Adistia meringis sembari berdiri, sempat berkaca di jendela yang berada di belakang kursi tempat ayahnya dan Evans duduk, dan ternyata penampilannya memang kacau.

"Tadi masih capek, Yah." Gadis itu melirik Evans yang hanya tersenyum geli melihat interaksinya dengan sang ayah.

"Ya udah mandi sana. Kasian Evans dikasih pemandangan kayak gitu."

Adistia berdecak lirih, tetapi tetap menuruti perintah ayahnya. Setelah pamit pada Evans, gadis itu bergegas ke kamar mandi. Jika biasanya dia akan berlama-lama, maka kali ini tidak.
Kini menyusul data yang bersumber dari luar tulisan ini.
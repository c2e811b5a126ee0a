//! Shared test utilities for the extractor crate.

use std::collections::HashMap;
use std::fs::{self, File};
use std::io::{self, Write};
use std::path::PathBuf;
use std::time::SystemTime;

use camino::{Utf8Path, Utf8PathBuf};
use flate2::Compression;
use flate2::write::DeflateEncoder;
use zip::ZipWriter;
use zip::result::ZipResult;
use zip::write::SimpleFileOptions;

use crate::env::Environment;

/// An [`Environment`] with a fixed set of variables and an optional home
/// directory.
///
/// Empty values are reported as unset, matching the system environment.
#[derive(Debug, Clone, Default)]
pub struct FixedEnvironment {
    vars: HashMap<String, String>,
    home: Option<PathBuf>,
}

impl FixedEnvironment {
    /// Creates an environment with no variables and no home directory.
    #[must_use]
    pub fn new() -> Self {
        Self::default()
    }

    /// Sets the variable `name` to `value`.
    #[must_use]
    pub fn with_var(mut self, name: impl Into<String>, value: impl Into<String>) -> Self {
        self.vars.insert(name.into(), value.into());
        self
    }

    /// Sets the user's home directory.
    #[must_use]
    pub fn with_home(mut self, home: impl Into<PathBuf>) -> Self {
        self.home = Some(home.into());
        self
    }
}

impl Environment for FixedEnvironment {
    fn var(&self, name: &str) -> Option<String> {
        self.vars
            .get(name)
            .filter(|value| !value.is_empty())
            .cloned()
    }

    fn home_dir(&self) -> Option<PathBuf> {
        self.home.clone()
    }
}

/// Writes a zip archive at `path` holding `entries` in the given order.
///
/// # Errors
///
/// Returns the zip error when the file cannot be created or written.
pub fn write_zip(path: &Utf8Path, entries: &[(&str, &[u8])]) -> ZipResult<()> {
    let mut writer = ZipWriter::new(File::create(path)?);
    for (name, data) in entries {
        writer.start_file(*name, SimpleFileOptions::default())?;
        writer.write_all(data)?;
    }
    writer.finish()?;
    Ok(())
}

/// Writes a zip archive at `path` the way the JDK `jar` tool does: every
/// entry is deflated and its sizes and CRC follow the data in a descriptor.
///
/// # Errors
///
/// Returns the I/O error when the archive cannot be assembled or written.
pub fn write_jar(path: &Utf8Path, entries: &[(&str, &[u8])]) -> io::Result<()> {
    entries
        .iter()
        .try_fold(JarBuilder::new(), |jar, (name, data)| jar.deflated(name, data))?
        .write(path)
}

const LOCAL_HEADER: u32 = 0x0403_4b50;
const DATA_DESCRIPTOR: u32 = 0x0807_4b50;
const CENTRAL_HEADER: u32 = 0x0201_4b50;
const END_OF_CENTRAL_DIRECTORY: u32 = 0x0605_4b50;
const VERSION: u16 = 20;
const UTF8_NAMES: u16 = 1 << 11;
const DESCRIPTOR_FOLLOWS: u16 = 1 << 3;
const STORED: u16 = 0;
const DEFLATED: u16 = 8;
// 2024-01-01 00:00 in DOS format.
const DOS_DATE: u16 = 0x5821;

/// Assembles zip archives byte by byte, for layouts `ZipWriter` will not
/// produce: duplicate names and entries closed by data descriptors.
#[derive(Debug, Default)]
pub struct JarBuilder {
    body: Vec<u8>,
    central: Vec<u8>,
    entries: u16,
}

struct EntryRecord<'a> {
    name: &'a str,
    flags: u16,
    method: u16,
    crc: u32,
    compressed: u32,
    size: u32,
    offset: u32,
}

impl JarBuilder {
    /// Creates an empty archive.
    #[must_use]
    pub fn new() -> Self {
        Self::default()
    }

    /// Appends an uncompressed entry whose sizes sit in its local header.
    ///
    /// # Errors
    ///
    /// Returns an error when the entry is too large for a plain zip record.
    pub fn stored(mut self, name: &str, data: &[u8]) -> io::Result<Self> {
        let size = length(data)?;
        let record = EntryRecord {
            name,
            flags: UTF8_NAMES,
            method: STORED,
            crc: crc32fast::hash(data),
            compressed: size,
            size,
            offset: length(&self.body)?,
        };
        self.local_header(&record, false)?;
        self.body.extend_from_slice(data);
        self.central_header(&record)?;
        Ok(self)
    }

    /// Appends a deflated entry whose sizes follow its data in a
    /// descriptor, leaving zeros in the local header.
    ///
    /// # Errors
    ///
    /// Returns an error when compression fails or the entry is too large
    /// for a plain zip record.
    pub fn deflated(mut self, name: &str, data: &[u8]) -> io::Result<Self> {
        let mut encoder = DeflateEncoder::new(Vec::new(), Compression::default());
        encoder.write_all(data)?;
        let compressed = encoder.finish()?;
        let record = EntryRecord {
            name,
            flags: UTF8_NAMES | DESCRIPTOR_FOLLOWS,
            method: DEFLATED,
            crc: crc32fast::hash(data),
            compressed: length(&compressed)?,
            size: length(data)?,
            offset: length(&self.body)?,
        };
        self.local_header(&record, true)?;
        self.body.extend_from_slice(&compressed);
        for field in [DATA_DESCRIPTOR, record.crc, record.compressed, record.size] {
            self.body.extend_from_slice(&field.to_le_bytes());
        }
        self.central_header(&record)?;
        Ok(self)
    }

    /// Writes the entries followed by the central directory to `path`.
    ///
    /// # Errors
    ///
    /// Returns the I/O error when the file cannot be written.
    pub fn write(self, path: &Utf8Path) -> io::Result<()> {
        let Self {
            mut body,
            central,
            entries,
        } = self;
        let directory_offset = length(&body)?;
        let directory_size = length(&central)?;
        body.extend_from_slice(&central);
        body.extend_from_slice(&END_OF_CENTRAL_DIRECTORY.to_le_bytes());
        for field in [0, 0, entries, entries] {
            body.extend_from_slice(&field.to_le_bytes());
        }
        body.extend_from_slice(&directory_size.to_le_bytes());
        body.extend_from_slice(&directory_offset.to_le_bytes());
        body.extend_from_slice(&0_u16.to_le_bytes());
        fs::write(path, body)
    }

    fn local_header(&mut self, record: &EntryRecord<'_>, deferred: bool) -> io::Result<()> {
        let name_length = u16::try_from(record.name.len()).map_err(io::Error::other)?;
        let (crc, compressed, size) = if deferred {
            (0, 0, 0)
        } else {
            (record.crc, record.compressed, record.size)
        };
        self.body.extend_from_slice(&LOCAL_HEADER.to_le_bytes());
        for field in [VERSION, record.flags, record.method, 0, DOS_DATE] {
            self.body.extend_from_slice(&field.to_le_bytes());
        }
        for field in [crc, compressed, size] {
            self.body.extend_from_slice(&field.to_le_bytes());
        }
        for field in [name_length, 0] {
            self.body.extend_from_slice(&field.to_le_bytes());
        }
        self.body.extend_from_slice(record.name.as_bytes());
        Ok(())
    }

    fn central_header(&mut self, record: &EntryRecord<'_>) -> io::Result<()> {
        let name_length = u16::try_from(record.name.len()).map_err(io::Error::other)?;
        self.central.extend_from_slice(&CENTRAL_HEADER.to_le_bytes());
        for field in [VERSION, VERSION, record.flags, record.method, 0, DOS_DATE] {
            self.central.extend_from_slice(&field.to_le_bytes());
        }
        for field in [record.crc, record.compressed, record.size] {
            self.central.extend_from_slice(&field.to_le_bytes());
        }
        // Name, extra and comment lengths, disk number, internal attributes.
        for field in [name_length, 0, 0, 0, 0] {
            self.central.extend_from_slice(&field.to_le_bytes());
        }
        for field in [0, record.offset] {
            self.central.extend_from_slice(&field.to_le_bytes());
        }
        self.central.extend_from_slice(record.name.as_bytes());
        self.entries = self
            .entries
            .checked_add(1)
            .ok_or_else(|| io::Error::other("too many entries"))?;
        Ok(())
    }
}

fn length(bytes: &[u8]) -> io::Result<u32> {
    u32::try_from(bytes.len()).map_err(io::Error::other)
}

/// Writes `<maven_home>/conf/settings.xml` naming `local_repository` as the
/// local repository.
///
/// # Errors
///
/// Returns the I/O error when the directory or file cannot be written.
pub fn write_settings(maven_home: &Utf8Path, local_repository: &str) -> io::Result<Utf8PathBuf> {
    let conf = maven_home.join("conf");
    fs::create_dir_all(&conf)?;
    let settings = conf.join("settings.xml");
    fs::write(
        &settings,
        format!(
            "<?xml version=\"1.0\" encoding=\"UTF-8\"?>\n\
             <settings>\n  <localRepository>{local_repository}</localRepository>\n</settings>\n"
        ),
    )?;
    Ok(settings)
}

/// Creates `<root>/<group path>/<artifact>/<version>/<artifact>-<version><suffix>`
/// and stamps it with `modified`.
///
/// # Errors
///
/// Returns the I/O error when the layout cannot be created.
pub fn create_library(
    root: &Utf8Path,
    group: &str,
    artifact: &str,
    version: &str,
    suffix: &str,
    modified: SystemTime,
) -> io::Result<Utf8PathBuf> {
    let mut dir = root.to_owned();
    dir.extend(group.split('.'));
    dir.push(artifact);
    dir.push(version);
    fs::create_dir_all(&dir)?;

    let path = dir.join(format!("{artifact}-{version}{suffix}"));
    let file = File::create(&path)?;
    file.set_modified(modified)?;
    Ok(path)
}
Hanya membutuhkan waktu tidak sampai sepuluh menit, Adistia sudah selesai dengan kegiatan mandinya, dan kini siap kembali ke taman samping dengan penampilan sedikit segar. Dengan langkah lebar dihampirinya dua orang yang kini masih duduk sembari mengobrol ringan. Namun langkah Adistia terhenti saat pertanyaan sang ayah terdengar dari tempatnya.

"Mohon maaf sebelumnya Nak Evans. Tapi Om boleh mengkonfirmasi sesuatu?" Dari nada bicaranya, sang ayah terdengar cukup serius. Hati Adistia mendadak cemas.

"Silakan, Om." Sementara Evans masih terlihat santai seperti biasa.

"Om denger kabar, kalau katanya Nak Evans ini duda, apakah benar?"

Mata Adistia melebar saat itu juga. Kenapa ayahnya harus mempertanyakan soal status ini pada Evans? Kenapa tidak padanya saja, apakah ini pertanda jika status itu akan bermasalah untuk hubungan palsu yang mereka bangun?